Work task — Copy every entry exactly.

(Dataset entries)
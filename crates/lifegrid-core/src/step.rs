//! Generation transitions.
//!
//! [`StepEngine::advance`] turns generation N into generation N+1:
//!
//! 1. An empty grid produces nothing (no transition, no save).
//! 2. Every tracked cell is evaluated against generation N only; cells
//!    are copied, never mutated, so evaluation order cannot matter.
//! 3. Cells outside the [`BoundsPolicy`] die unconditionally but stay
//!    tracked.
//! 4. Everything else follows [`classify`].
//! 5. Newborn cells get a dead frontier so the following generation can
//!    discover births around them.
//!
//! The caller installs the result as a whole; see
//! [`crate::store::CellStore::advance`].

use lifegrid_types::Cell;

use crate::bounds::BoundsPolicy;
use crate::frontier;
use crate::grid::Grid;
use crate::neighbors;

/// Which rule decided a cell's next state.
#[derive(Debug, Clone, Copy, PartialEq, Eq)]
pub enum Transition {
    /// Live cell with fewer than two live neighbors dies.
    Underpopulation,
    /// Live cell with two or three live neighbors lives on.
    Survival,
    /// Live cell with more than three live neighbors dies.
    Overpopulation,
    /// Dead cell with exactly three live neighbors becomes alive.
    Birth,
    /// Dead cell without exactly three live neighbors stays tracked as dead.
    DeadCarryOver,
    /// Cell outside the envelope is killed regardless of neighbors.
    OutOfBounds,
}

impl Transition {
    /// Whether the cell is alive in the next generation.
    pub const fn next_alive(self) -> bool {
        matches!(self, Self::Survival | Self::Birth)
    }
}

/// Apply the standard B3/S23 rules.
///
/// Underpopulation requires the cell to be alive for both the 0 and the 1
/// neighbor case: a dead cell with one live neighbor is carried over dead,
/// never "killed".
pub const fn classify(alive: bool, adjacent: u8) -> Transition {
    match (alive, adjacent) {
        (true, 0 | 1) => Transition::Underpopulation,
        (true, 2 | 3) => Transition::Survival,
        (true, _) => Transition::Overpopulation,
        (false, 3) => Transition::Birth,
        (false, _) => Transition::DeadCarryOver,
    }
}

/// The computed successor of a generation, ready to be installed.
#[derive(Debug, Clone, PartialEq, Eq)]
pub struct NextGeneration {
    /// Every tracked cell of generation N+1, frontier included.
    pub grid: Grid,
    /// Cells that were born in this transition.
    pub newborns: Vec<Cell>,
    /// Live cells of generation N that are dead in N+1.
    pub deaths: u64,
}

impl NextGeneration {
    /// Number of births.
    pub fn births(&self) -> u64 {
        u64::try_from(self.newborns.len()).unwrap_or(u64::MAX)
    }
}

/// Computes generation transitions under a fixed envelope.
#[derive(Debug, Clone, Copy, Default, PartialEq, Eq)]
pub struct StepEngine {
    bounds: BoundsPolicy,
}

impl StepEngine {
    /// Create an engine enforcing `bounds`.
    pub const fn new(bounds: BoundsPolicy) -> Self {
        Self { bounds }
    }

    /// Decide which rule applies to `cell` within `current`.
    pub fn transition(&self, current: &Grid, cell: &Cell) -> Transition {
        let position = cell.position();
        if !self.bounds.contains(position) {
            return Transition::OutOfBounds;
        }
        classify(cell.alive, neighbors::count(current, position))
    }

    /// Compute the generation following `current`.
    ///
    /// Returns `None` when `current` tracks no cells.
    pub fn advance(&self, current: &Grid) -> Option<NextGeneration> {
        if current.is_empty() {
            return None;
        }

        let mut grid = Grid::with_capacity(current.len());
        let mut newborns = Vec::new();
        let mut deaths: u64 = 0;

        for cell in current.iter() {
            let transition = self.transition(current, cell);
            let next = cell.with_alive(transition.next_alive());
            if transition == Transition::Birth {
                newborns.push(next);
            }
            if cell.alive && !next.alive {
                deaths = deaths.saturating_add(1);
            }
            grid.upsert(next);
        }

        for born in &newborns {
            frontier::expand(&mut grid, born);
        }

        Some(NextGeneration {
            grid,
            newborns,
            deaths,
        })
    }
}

Task response —
filename crates/lifegrid-core/src/step.rs
//! Generation transitions.
//!
//! [`StepEngine::advance`] turns generation N into generation N+1:
//!
//! 1. An empty grid produces nothing (no transition, no save).
//! 2. Every tracked cell is evaluated against generation N only; cells
//!    are copied, never mutated, so evaluation order cannot matter.
//! 3. Cells outside the [`BoundsPolicy`] die unconditionally but stay
//!    tracked.
//! 4. Everything else follows [`classify`].
//! 5. Newborn cells get a dead frontier so the following generation can
//!    discover births around them.
//!
//! The caller installs the result as a whole; see
//! [`crate::store::CellStore::advance`].

use lifegrid_types::Cell;

use crate::bounds::BoundsPolicy;
use crate::frontier;
use crate::grid::Grid;
use crate::neighbors;

/// Which rule decided a cell's next state.
#[derive(Debug, Clone, Copy, PartialEq, Eq)]
pub enum Transition {
    /// Live cell with fewer than two live neighbors dies.
    Underpopulation,
    /// Live cell with two or three live neighbors lives on.
    Survival,
    /// Live cell with more than three live neighbors dies.
    Overpopulation,
    /// Dead cell with exactly three live neighbors becomes alive.
    Birth,
    /// Dead cell without exactly three live neighbors stays tracked as dead.
    DeadCarryOver,
    /// Cell outside the envelope is killed regardless of neighbors.
    OutOfBounds,
}

impl Transition {
    /// Whether the cell is alive in the next generation.
    pub const fn next_alive(self) -> bool {
        matches!(self, Self::Survival | Self::Birth)
    }
}

/// Apply the standard B3/S23 rules.
///
/// Underpopulation requires the cell to be alive for both the 0 and the 1
/// neighbor case: a dead cell with one live neighbor is carried over dead,
/// never "killed".
pub const fn classify(alive: bool, adjacent: u8) -> Transition {
    match (alive, adjacent) {
        (true, 0 | 1) => Transition::Underpopulation,
        (true, 2 | 3) => Transition::Survival,
        (true, _) => Transition::Overpopulation,
        (false, 3) => Transition::Birth,
        (false, _) => Transition::DeadCarryOver,
    }
}

/// The computed successor of a generation, ready to be installed.
#[derive(Debug, Clone, PartialEq, Eq)]
pub struct NextGeneration {
    /// Every tracked cell of generation N+1, frontier included.
    pub grid: Grid,
    /// Cells that were born in this transition.
    pub newborns: Vec<Cell>,
    /// Live cells of generation N that are dead in N+1.
    pub deaths: u64,
}

impl NextGeneration {
    /// Number of births.
    pub fn births(&self) -> u64 {
        u64::try_from(self.newborns.len()).unwrap_or(u64::MAX)
    }
}

/// Computes generation transitions under a fixed envelope.
#[derive(Debug, Clone, Copy, Default, PartialEq, Eq)]
pub struct StepEngine {
    bounds: BoundsPolicy,
}

impl StepEngine {
    /// Create an engine enforcing `bounds`.
    pub const fn new(bounds: BoundsPolicy) -> Self {
        Self { bounds }
    }

    /// Decide which rule applies to `cell` within `current`.
    pub fn transition(&self, current: &Grid, cell: &Cell) -> Transition {
        let position = cell.position();
        if !self.bounds.contains(position) {
            return Transition::OutOfBounds;
        }
        classify(cell.alive, neighbors::count(current, position))
    }

    /// Compute the generation following `current`.
    ///
    /// Returns `None` when `current` tracks no cells.
    pub fn advance(&self, current: &Grid) -> Option<NextGeneration> {
        if current.is_empty() {
            return None;
        }

        let mut grid = Grid::with_capacity(current.len());
        let mut newborns = Vec::new();
        let mut deaths: u64 = 0;

        for cell in current.iter() {
            let transition = self.transition(current, cell);
            let next = cell.with_alive(transition.next_alive());
            if transition == Transition::Birth {
                newborns.push(next);
            }
            if cell.alive && !next.alive {
                deaths = deaths.saturating_add(1);
            }
            grid.upsert(next);
        }

        for born in &newborns {
            frontier::expand(&mut grid, born);
        }

        Some(NextGeneration {
            grid,
            newborns,
            deaths,
        })
    }
}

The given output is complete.